Then she says, "Brigid sends me a tin of the same tea. From Galway. Every Christmas. She’s done it since I went back for Brendan's funeral."
"It is the same shop."
"It is."
We sit at the kitchen table for a long second, considering the architecture of two mothers in two countries who have been sending tea to two other mothers in two countries for nine years without ever meeting.
Then Cathleen says, "My daughter has chosen well."
"I know I am the lucky one, Cathleen."
"Good. Just keep knowing that."
? ? ?
Cake at 1:30 PM. ‘Happy Birthday’ in three languages: English, Greek, and Gaelic, because Cormac has insisted on the Gaelic version after Stavros sang the Greek. Nora blows out three candles. She doesn’t understand the candles, but she understands that everyone is watching her; she loves the attention.
Cormac gives her the stuffed elephant.
"This is for Brontos," Cormac says, kneeling. "His name is Phelan. He’s from Ireland. He’s come a very long way. So Brontos has a friend."
Phelan goes into Nora's arms next to Brontos. Phelan is twice as large and has two eyes. Brontos, in Nora's hands, is formally introduced to Phelan. The introductions take fifteen minutes.

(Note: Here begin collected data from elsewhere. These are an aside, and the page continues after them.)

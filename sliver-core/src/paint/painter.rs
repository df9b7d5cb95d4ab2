//! Generic paint loop
//!
//! `paint` is the single entry point into an element's draw state machine.
//! It dispatches `Ready` to the first stage the element needs, then runs
//! one step at a time until the element is `Done`, parks on an asset
//! stream, or the preemption level demands a return after one transition.
//! Element implementations never see the preemption level.

use super::context::PaintContext;
use super::element::{PaintData, Paintable};
use super::state::{DrawState, Stage};
use crate::traits::{AssetReader, AssetSource, Scheme};

/// Advance `element` through as much of its paint sequence as the
/// suspension contract allows
///
/// Returns the state reached. Calling this on a `Done` element draws
/// nothing.
pub fn paint<E, A>(element: &mut E, ctx: &mut PaintContext<'_, A>) -> DrawState
where
    E: Paintable<A>,
    A: AssetSource,
{
    let Some(mut data) = begin(element, ctx) else {
        return element.base().draw_state();
    };

    loop {
        step(element, &mut data, ctx);

        let state = element.base().draw_state();
        if state.is_done() || state.is_wait() || ctx.config.preemption.single_step() {
            break;
        }
    }

    finish::<E, A>(element, data)
}

/// Resolve the working-data for this call
///
/// `Ready` is a pure dispatch: it resolves the scheme, picks the first
/// stage and draws nothing.
fn begin<E, A>(element: &mut E, ctx: &mut PaintContext<'_, A>) -> Option<PaintData>
where
    E: Paintable<A>,
    A: AssetSource,
{
    match element.base().draw_state() {
        DrawState::Done => None,
        DrawState::Ready => {
            let Some(scheme) = resolve_scheme(element, ctx) else {
                debug!("element has no scheme, nothing to draw");
                set_state::<E, A>(element, DrawState::Done);
                return None;
            };
            let first = DrawState::first(&element.guards(&scheme, &*ctx.assets));
            set_state::<E, A>(element, first);
            if first.is_done() {
                return None;
            }
            Some(PaintData::new(scheme))
        }
        _ => {
            let data = element.base_mut().paint_state_mut().data.take();
            match data {
                Some(data) => Some(data),
                None => {
                    // Working-data dropped mid-sequence: start over
                    element.base_mut().invalidate();
                    begin(element, ctx)
                }
            }
        }
    }
}

fn resolve_scheme<E, A>(element: &E, ctx: &PaintContext<'_, A>) -> Option<Scheme>
where
    E: Paintable<A>,
    A: AssetSource,
{
    let id = element.base().scheme()?;
    ctx.schemes.scheme(id).copied()
}

/// Run the step bound to the current state, then advance
fn step<E, A>(element: &mut E, data: &mut PaintData, ctx: &mut PaintContext<'_, A>)
where
    E: Paintable<A>,
    A: AssetSource,
{
    let next = match element.base().draw_state() {
        DrawState::DrawBackground => {
            element.paint_background(data, ctx);
            DrawState::after(Stage::Background, &element.guards(&data.scheme, &*ctx.assets))
        }
        DrawState::DrawImage => {
            let reader = element.open_image(data, ctx);
            if park::<E, A>(element, reader) {
                trace!("image stream pending, parking");
                DrawState::WaitImage
            } else {
                DrawState::after(Stage::Image, &element.guards(&data.scheme, &*ctx.assets))
            }
        }
        DrawState::WaitImage => {
            if pump::<E, A>(element, ctx) {
                DrawState::after(Stage::Image, &element.guards(&data.scheme, &*ctx.assets))
            } else {
                DrawState::WaitImage
            }
        }
        DrawState::AnalyzeText => {
            element.analyze_text(data, ctx);
            if data.layout.is_empty() {
                DrawState::after(Stage::Text, &element.guards(&data.scheme, &*ctx.assets))
            } else {
                DrawState::DrawText { line: 0 }
            }
        }
        DrawState::DrawText { line } => {
            let reader = element.open_text_line(line, data, ctx);
            if park::<E, A>(element, reader) {
                trace!("glyph stream for line {} pending, parking", line);
                DrawState::WaitText { line }
            } else {
                next_line(element, line, data, ctx)
            }
        }
        DrawState::WaitText { line } => {
            if pump::<E, A>(element, ctx) {
                next_line(element, line, data, ctx)
            } else {
                DrawState::WaitText { line }
            }
        }
        DrawState::DrawBorder => {
            element.paint_border(data, ctx);
            DrawState::after(Stage::Border, &element.guards(&data.scheme, &*ctx.assets))
        }
        DrawState::Ready | DrawState::Done => DrawState::Done,
    };

    set_state::<E, A>(element, next);
}

fn next_line<E, A>(element: &E, line: u8, data: &PaintData, ctx: &PaintContext<'_, A>) -> DrawState
where
    E: Paintable<A>,
    A: AssetSource,
{
    let guards = element.guards(&data.scheme, &*ctx.assets);
    DrawState::after_line(line, data.layout.line_count(), &guards)
}

/// Keep `reader` if its transfer is still running
///
/// Returns true if the element must wait. Finished or absent readers are
/// released immediately.
fn park<E, A>(element: &mut E, reader: Option<A::Reader>) -> bool
where
    E: Paintable<A>,
    A: AssetSource,
{
    match reader {
        Some(reader) if !reader.is_finished() => {
            let paint = element.base_mut().paint_state_mut();
            debug_assert!(paint.reader.is_none(), "second outstanding reader");
            paint.reader = Some(reader);
            true
        }
        _ => false,
    }
}

/// Advance the outstanding stream by one `run()`
///
/// Returns true once the stream has finished and been released.
fn pump<E, A>(element: &mut E, ctx: &mut PaintContext<'_, A>) -> bool
where
    E: Paintable<A>,
    A: AssetSource,
{
    let paint = element.base_mut().paint_state_mut();
    let finished = match paint.reader.as_mut() {
        Some(reader) => {
            reader.run(ctx.surface);
            reader.is_finished()
        }
        None => true,
    };
    if finished {
        paint.reader = None;
    }
    finished
}

/// Store working-data back, or release everything once `Done`
fn finish<E, A>(element: &mut E, data: PaintData) -> DrawState
where
    E: Paintable<A>,
    A: AssetSource,
{
    let paint = element.base_mut().paint_state_mut();
    if paint.state.is_done() {
        paint.reader = None;
        drop(data);
    } else {
        paint.data = Some(data);
    }
    paint.state
}

fn set_state<E, A>(element: &mut E, state: DrawState)
where
    E: Paintable<A>,
    A: AssetSource,
{
    element.base_mut().paint_state_mut().state = state;
}
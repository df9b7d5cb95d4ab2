//! Text line layout
//!
//! Wraps an element's text into lines against a fixed-advance font. The
//! result is paint working-data: computed once in `AnalyzeText` and reused
//! by every `DrawText` step of the same frame, across suspensions.

use heapless::Vec;

use crate::geometry::{Point, Rect};
use crate::traits::FontMetrics;

/// Maximum wrapped lines per element
pub const MAX_TEXT_LINES: usize = 8;

/// Horizontal alignment of each line inside the content area
#[derive(Debug, Clone, Copy, PartialEq, Eq, Default)]
#[cfg_attr(feature = "defmt", derive(defmt::Format))]
pub enum HAlign {
    #[default]
    Left,
    Center,
    Right,
}

/// Vertical alignment of the line block inside the content area
#[derive(Debug, Clone, Copy, PartialEq, Eq, Default)]
#[cfg_attr(feature = "defmt", derive(defmt::Format))]
pub enum VAlign {
    Top,
    #[default]
    Middle,
    Bottom,
}

/// Text alignment
#[derive(Debug, Clone, Copy, PartialEq, Eq, Default)]
#[cfg_attr(feature = "defmt", derive(defmt::Format))]
pub struct Alignment {
    pub horizontal: HAlign,
    pub vertical: VAlign,
}

impl Alignment {
    pub const fn new(horizontal: HAlign, vertical: VAlign) -> Self {
        Self {
            horizontal,
            vertical,
        }
    }

    pub const fn centered() -> Self {
        Self::new(HAlign::Center, VAlign::Middle)
    }
}

/// One wrapped line: a byte range of the source text and where to draw it
#[derive(Debug, Clone, Copy, PartialEq, Eq)]
#[cfg_attr(feature = "defmt", derive(defmt::Format))]
pub struct LineSpan {
    pub start: u16,
    pub end: u16,
    /// Width in glyphs
    pub columns: u16,
    /// Top-left corner of the first glyph
    pub origin: Point,
}

/// Wrapped lines of one element's text
#[derive(Debug, Clone, Default, PartialEq, Eq)]
pub struct TextLayout {
    lines: Vec<LineSpan, MAX_TEXT_LINES>,
    bounds: Rect,
}

impl TextLayout {
    /// Wrap `text` into `area`
    ///
    /// Lines break at spaces and explicit newlines; words wider than the
    /// area are broken between glyphs. Lines beyond the area's height or
    /// `MAX_TEXT_LINES` are dropped, as are lines starting past the first
    /// 64 KiB of text.
    pub fn wrap(text: &str, metrics: FontMetrics, area: Rect, align: Alignment) -> Self {
        let mut layout = TextLayout::default();
        if text.is_empty() || area.is_empty() || metrics.advance == 0 || metrics.line_height == 0
        {
            return layout;
        }

        let max_columns = (area.width / metrics.advance as u32).max(1) as usize;
        let max_lines =
            ((area.height / metrics.line_height as u32).max(1) as usize).min(MAX_TEXT_LINES);

        let mut ranges: Vec<(usize, usize, usize), MAX_TEXT_LINES> = Vec::new();
        let mut wrapper = Wrapper {
            max_columns,
            max_lines,
            current: None,
            lines: &mut ranges,
        };

        let mut paragraph_start = 0;
        for paragraph in text.split('\n') {
            if !wrapper.paragraph(text, paragraph_start, paragraph.len()) {
                break;
            }
            paragraph_start += paragraph.len() + 1;
        }

        layout.place(&ranges, metrics, area, align);
        layout
    }

    pub fn line_count(&self) -> u8 {
        self.lines.len() as u8
    }

    pub fn is_empty(&self) -> bool {
        self.lines.is_empty()
    }

    pub fn line(&self, index: u8) -> Option<&LineSpan> {
        self.lines.get(index as usize)
    }

    /// Slice of `text` shown on line `index`
    pub fn line_text<'t>(&self, text: &'t str, index: u8) -> Option<&'t str> {
        let span = self.line(index)?;
        text.get(span.start as usize..span.end as usize)
    }

    /// Area covered by all lines
    pub fn bounds(&self) -> Rect {
        self.bounds
    }

    fn place(
        &mut self,
        ranges: &[(usize, usize, usize)],
        metrics: FontMetrics,
        area: Rect,
        align: Alignment,
    ) {
        let line_height = metrics.line_height as i32;
        let block_height = ranges.len() as i32 * line_height;
        let top = match align.vertical {
            VAlign::Top => area.y,
            VAlign::Middle => area.y + (area.height as i32 - block_height) / 2,
            VAlign::Bottom => area.bottom() - block_height,
        };

        let mut bounds = Rect::default();
        for (i, &(start, end, columns)) in ranges.iter().enumerate() {
            let (Ok(start), Ok(end), Ok(columns)) = (
                u16::try_from(start),
                u16::try_from(end),
                u16::try_from(columns),
            ) else {
                debug!("text line {} past addressable range, dropped", i);
                break;
            };
            let width = columns as i32 * metrics.advance as i32;
            let x = match align.horizontal {
                HAlign::Left => area.x,
                HAlign::Center => area.x + (area.width as i32 - width) / 2,
                HAlign::Right => area.right() - width,
            };
            let origin = Point::new(x, top + i as i32 * line_height);
            bounds = bounds.union(&Rect::new(
                origin.x,
                origin.y,
                width as u32,
                metrics.line_height as u32,
            ));
            // Capacity matches `ranges`
            let _ = self.lines.push(LineSpan {
                start,
                end,
                columns,
                origin,
            });
        }
        self.bounds = bounds;
    }
}

/// Greedy word wrapper over byte ranges of the source text
struct Wrapper<'a> {
    max_columns: usize,
    max_lines: usize,
    /// Line being built: (start, end, columns)
    current: Option<(usize, usize, usize)>,
    lines: &'a mut Vec<(usize, usize, usize), MAX_TEXT_LINES>,
}

impl Wrapper<'_> {
    /// Wrap one newline-free paragraph starting at byte `start`
    ///
    /// Returns false once no more lines fit.
    fn paragraph(&mut self, text: &str, start: usize, len: usize) -> bool {
        let paragraph = &text[start..start + len];
        let mut word_start: Option<usize> = None;

        let ends = paragraph
            .char_indices()
            .chain(core::iter::once((paragraph.len(), ' ')));
        for (i, ch) in ends {
            if ch == ' ' {
                if let Some(s) = word_start.take() {
                    if !self.word(text, start + s, start + i) {
                        return false;
                    }
                }
            } else if word_start.is_none() {
                word_start = Some(i);
            }
        }

        match self.current.take() {
            Some(line) => self.emit(line),
            // Blank paragraph still takes a line
            None => self.emit((start, start, 0)),
        }
    }

    fn word(&mut self, text: &str, start: usize, end: usize) -> bool {
        let columns = text[start..end].chars().count();

        if let Some((line_start, _, line_columns)) = self.current {
            if line_columns + 1 + columns <= self.max_columns {
                self.current = Some((line_start, end, line_columns + 1 + columns));
                return true;
            }
            if let Some(line) = self.current.take() {
                if !self.emit(line) {
                    return false;
                }
            }
        }

        if columns <= self.max_columns {
            self.current = Some((start, end, columns));
            return true;
        }

        // Hard-break a word wider than the line
        let mut chunk_start = start;
        let mut chunk_columns = 0;
        for (i, _) in text[start..end].char_indices() {
            if chunk_columns == self.max_columns {
                if !self.emit((chunk_start, start + i, chunk_columns)) {
                    return false;
                }
                chunk_start = start + i;
                chunk_columns = 0;
            }
            chunk_columns += 1;
        }
        self.current = Some((chunk_start, end, chunk_columns));
        true
    }

    fn emit(&mut self, line: (usize, usize, usize)) -> bool {
        if self.lines.len() >= self.max_lines {
            return false;
        }
        let _ = self.lines.push(line);
        self.lines.len() < self.max_lines
    }
}
#[cfg(test)]
mod tests {
    use super::*;
    use crate::surface::GraphicsSurface;
    use embedded_graphics::mock_display::MockDisplay;
    use embedded_graphics::mono_font::ascii::FONT_6X10;
    use embedded_graphics::pixelcolor::Rgb565;

    /// Byte array standing in for external flash
    struct MemStorage {
        data: std::vec::Vec<u8>,
        reads: usize,
    }

    impl MemStorage {
        fn new(data: std::vec::Vec<u8>) -> RefCell<Self> {
            RefCell::new(Self { data, reads: 0 })
        }
    }

    impl ReadStorage for MemStorage {
        type Error = ();

        fn read(&mut self, offset: u32, bytes: &mut [u8]) -> Result<(), ()> {
            let start = offset as usize;
            let src = self.data.get(start..start + bytes.len()).ok_or(())?;
            bytes.copy_from_slice(src);
            self.reads += 1;
            Ok(())
        }

        fn capacity(&self) -> usize {
            self.data.len()
        }
    }

    fn surface() -> GraphicsSurface<MockDisplay<Rgb565>> {
        let mut display = MockDisplay::new();
        display.set_allow_overdraw(true);
        display.set_allow_out_of_bounds_drawing(true);
        GraphicsSurface::new(display)
    }

    /// Solid red image, `width` x `height`, at offset 0
    fn red_image(width: u16, height: u16) -> std::vec::Vec<u8> {
        let red = 0xF800u16.to_be_bytes();
        red.iter()
            .copied()
            .cycle()
            .take(width as usize * height as usize * 2)
            .collect()
    }

    const IMAGE: ImageId = ImageId(7);

    fn entry(width: u16, height: u16) -> ImageEntry {
        ImageEntry {
            id: IMAGE,
            offset: 0,
            width,
            height,
        }
    }

    #[test]
    fn test_open_does_no_io() {
        let storage = MemStorage::new(red_image(4, 4));
        let mut assets = FlashAssets::new(&storage);
        assets.add_image(entry(4, 4)).unwrap();

        let reader = assets
            .open_image(IMAGE, CorePoint::new(0, 0), Rect::new(0, 0, 64, 64))
            .unwrap();

        assert_eq!(reader.status(), StreamStatus::Pending);
        assert_eq!(storage.borrow().reads, 0);
    }

    #[test]
    fn test_image_streams_in_row_batches() {
        let storage = MemStorage::new(red_image(4, 10));
        let mut assets = FlashAssets::new(&storage);
        assets.add_image(entry(4, 10)).unwrap();
        let mut surface = surface();

        let mut reader = assets
            .open_image(IMAGE, CorePoint::new(2, 2), Rect::new(0, 0, 64, 64))
            .unwrap();

        reader.run(&mut surface);
        assert_eq!(reader.status(), StreamStatus::Pending);
        assert_eq!(surface.target().get_pixel(Point::new(2, 9)), Some(Rgb565::RED));
        assert_eq!(surface.target().get_pixel(Point::new(2, 10)), None);

        reader.run(&mut surface);
        assert!(reader.is_finished());
        assert_eq!(surface.target().get_pixel(Point::new(5, 11)), Some(Rgb565::RED));
    }

    #[test]
    fn test_clipped_image_reads_visible_rows_only() {
        let storage = MemStorage::new(red_image(4, 20));
        let mut assets = FlashAssets::new(&storage);
        assets.add_image(entry(4, 20)).unwrap();
        let mut surface = surface();

        // Only rows 5..7 of the image are visible
        let mut reader = assets
            .open_image(IMAGE, CorePoint::new(0, 0), Rect::new(0, 5, 64, 2))
            .unwrap();
        reader.run(&mut surface);

        assert!(reader.is_finished());
        assert_eq!(storage.borrow().reads, 2);
    }

    #[test]
    fn test_image_outside_clip_finishes_immediately() {
        let storage = MemStorage::new(red_image(4, 4));
        let mut assets = FlashAssets::new(&storage);
        assets.add_image(entry(4, 4)).unwrap();

        let reader = assets
            .open_image(IMAGE, CorePoint::new(0, 0), Rect::new(30, 30, 4, 4))
            .unwrap();

        assert!(reader.is_finished());
    }

    #[test]
    fn test_image_past_storage_rejected() {
        let storage = MemStorage::new(red_image(4, 4));
        let mut assets = FlashAssets::new(&storage);

        assert_eq!(assets.add_image(entry(4, 5)), Err(AssetError::OutOfBounds));
        assert!(assets.image_size(IMAGE).is_none());
    }

    #[test]
    fn test_load_image_table() {
        let mut data = std::vec::Vec::new();
        for (id, offset) in [(1u16, 20u32), (2, 28)] {
            data.extend_from_slice(&id.to_be_bytes());
            data.extend_from_slice(&offset.to_be_bytes());
            data.extend_from_slice(&2u16.to_be_bytes());
            data.extend_from_slice(&2u16.to_be_bytes());
        }
        data.extend(red_image(2, 4));
        let storage = MemStorage::new(data);
        let mut assets = FlashAssets::new(&storage);

        assert_eq!(assets.load_image_table(0, 2), Ok(2));
        assert_eq!(assets.image_size(ImageId(2)), Some(CoreSize::new(2, 2)));
    }

    #[test]
    fn test_text_streams_glyph_batches() {
        let storage = MemStorage::new(std::vec::Vec::new());
        let mut assets = FlashAssets::new(&storage);
        assets.add_font(FontId(0), &FONT_6X10).unwrap();
        let mut surface = surface();

        assert_eq!(
            assets.font_metrics(FontId(0)),
            Some(FontMetrics {
                advance: 6,
                line_height: 10
            })
        );

        let run = TextRun {
            font: FontId(0),
            text: "ABCDEFGHIJ",
            origin: CorePoint::new(0, 0),
            color: Color::WHITE,
            clip: Rect::new(0, 0, 64, 64),
        };
        let mut reader = assets.open_text(&run).unwrap();

        reader.run(&mut surface);
        assert_eq!(reader.status(), StreamStatus::Pending);
        let first = surface.target().affected_area();
        assert!(first.size.width > 0 && first.bottom_right().unwrap().x < 48);

        reader.run(&mut surface);
        assert!(reader.is_finished());
        assert!(surface.target().affected_area().bottom_right().unwrap().x >= 48);
    }

    #[test]
    fn test_unknown_assets() {
        let storage = MemStorage::new(std::vec::Vec::new());
        let mut assets = FlashAssets::new(&storage);

        assert!(assets.image_size(IMAGE).is_none());
        assert!(assets
            .open_image(IMAGE, CorePoint::new(0, 0), Rect::new(0, 0, 8, 8))
            .is_none());
        assert!(assets.font_metrics(FontId(3)).is_none());
    }
}
//! Generic step library
//!
//! Bounded units of drawing work shared by every element type. Each call
//! either pushes pixels through the surface, opens an asset stream, or
//! computes working-data; none of them loops over more than one element
//! stage.

use super::context::PaintContext;
use super::text::{Alignment, TextLayout};
use crate::geometry::{Color, Rect};
use crate::traits::{AssetSource, BorderStyle, ImageId, Scheme, TextRun};

/// Check if `image` exists in `assets`
pub fn has_image<A: AssetSource>(assets: &A, image: Option<ImageId>) -> bool {
    image.is_some_and(|id| assets.image_size(id).is_some())
}

/// Check if `text` is non-empty and the scheme's font exists
pub fn has_text<A: AssetSource>(assets: &A, scheme: &Scheme, text: Option<&str>) -> bool {
    text.is_some_and(|t| !t.is_empty())
        && scheme
            .font
            .is_some_and(|font| assets.font_metrics(font).is_some())
}

/// Fill `rect` with `color`, clipped to the damaged region
pub fn fill_background<A: AssetSource>(ctx: &mut PaintContext<'_, A>, rect: Rect, color: Color) {
    if let Some(area) = ctx.clip.intersection(&rect) {
        ctx.surface.fill_rect(area, color);
    }
}

/// Stroke the border inside `rect`
///
/// The surface clips the stroke to the region set by the scheduler.
pub fn stroke_border<A: AssetSource>(
    ctx: &mut PaintContext<'_, A>,
    rect: Rect,
    border: BorderStyle,
) {
    if border.width == 0 || !ctx.clip.intersects(&rect) {
        return;
    }
    ctx.surface.stroke_rect(rect, border.color, border.width);
}

/// Open the stream for `image`, centered in `area`
///
/// Returns `None` if the image is unknown or lies outside the clip.
pub fn open_image<A: AssetSource>(
    ctx: &mut PaintContext<'_, A>,
    image: ImageId,
    area: Rect,
) -> Option<A::Reader> {
    let size = ctx.assets.image_size(image)?;
    let origin = area.center_of(size);
    let clip = ctx.clip_to(area.intersection(&Rect::from_origin(origin, size))?);
    if clip.is_empty() {
        return None;
    }
    let reader = ctx.assets.open_image(image, origin, clip);
    if reader.is_none() {
        warn!("image {} could not be opened", image.0);
    }
    reader
}

/// Wrap `text` into `area` using the scheme's font
pub fn layout_text<A: AssetSource>(
    ctx: &mut PaintContext<'_, A>,
    text: &str,
    scheme: &Scheme,
    area: Rect,
    align: Alignment,
) -> TextLayout {
    let Some(metrics) = scheme.font.and_then(|f| ctx.assets.font_metrics(f)) else {
        return TextLayout::default();
    };
    TextLayout::wrap(text, metrics, area, align)
}

/// Open the glyph stream for one wrapped line
///
/// Blank lines and lines outside the clip produce no stream.
pub fn open_text_line<A: AssetSource>(
    ctx: &mut PaintContext<'_, A>,
    text: &str,
    layout: &TextLayout,
    line: u8,
    scheme: &Scheme,
    clip: Rect,
) -> Option<A::Reader> {
    let font = scheme.font?;
    let span = *layout.line(line)?;
    let line_text = layout.line_text(text, line)?;
    if line_text.is_empty() {
        return None;
    }
    let clip = ctx.clip_to(clip);
    if clip.is_empty() {
        return None;
    }
    let run = TextRun {
        font,
        text: line_text,
        origin: span.origin,
        color: scheme.foreground,
        clip,
    };
    let reader = ctx.assets.open_text(&run);
    if reader.is_none() {
        warn!("font {} could not render line {}", font.0, line);
    }
    reader
}
//! Drawing surface trait
//!
//! The surface is the layer/display driver that actually blits pixels.
//! Primitives never fail from the pipeline's point of view: rectangles
//! outside the panel or the current clip are clipped or clamped by the
//! implementation, and bus errors are the implementation's business.

use crate::geometry::{Color, Point, Rect};
use crate::scheduler::LayerId;

/// Drawing primitives consumed by element step operations and asset readers
pub trait Surface {
    /// Fill a rectangle with a solid color
    fn fill_rect(&mut self, rect: Rect, color: Color);

    /// Draw a rectangle outline `width` pixels thick, inside `rect`
    fn stroke_rect(&mut self, rect: Rect, color: Color, width: u8);

    /// Write a horizontal run of pixels starting at `origin`
    fn draw_run(&mut self, origin: Point, pixels: &[Color]);

    /// Restrict subsequent drawing to `clip`
    fn set_clip(&mut self, _clip: Rect) {}

    /// A frame is about to be drawn
    fn begin_frame(&mut self) {}

    /// Drawing of `layer` is about to start, limited to `damage`
    fn begin_layer(&mut self, _layer: LayerId, _damage: Rect) {}

    /// All elements of `layer` have been drawn
    fn end_layer(&mut self, _layer: LayerId) {}

    /// The frame is complete; buffered content may be flushed
    fn end_frame(&mut self) {}
}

Stavros gives her the wooden boat. He’s carved it himself. Nora announces immediately that the boat will be in her bath, which is what Stavros has hoped for.
Dimitri gives her a small box.
Nora opens it. Inside is a tiny silver chain bracelet with a small silver letter N as the charm. Dimitri has chosen it himself, which, I am realizing, is the first piece of jewelry my middle brother has bought for any woman in this family since Sophia in 2019. Nora examines the bracelet. She looks at Dimitri.
"Thank you," she says.
Dimitri nods. He doesn’t smile. He does what Dimitri does: he stands slightly apart from the rest of us and watches the family hold itself together with an expression I cannot fully read.
I file the expression. I will think about it later.
? ? ?
Cathleen flies back to Florida on Sunday evening. She kisses Nora's forehead at the airport then she kisses Maeve. She doesn’t kiss me, but she does shake my hand, which, from Cathleen Callahan, is, I have learned in forty-eight hours, the highest available endorsement.
She holds my eyes for one second. "Lex."
"Yes."
"You said the words to me before you said them to her?"
"Yes."
"Do not make me the only person who has heard them."
"I will not."
She squeezes my hand once. She walks through security.
? ? ?
A Friday, a few weeks on. Maeve comes home from grand jury prep at 7:42 PM and finds a small black velvet box on the kitchen counter.
Inside it: a thin gold chain. The chain is delicate. There is no pendant. There is no monogram. There is no inscription. The chain is the kind of quiet anonymous gift a man gives a woman when he’s decided that the gift cannot signal anything except that he was thinking of her.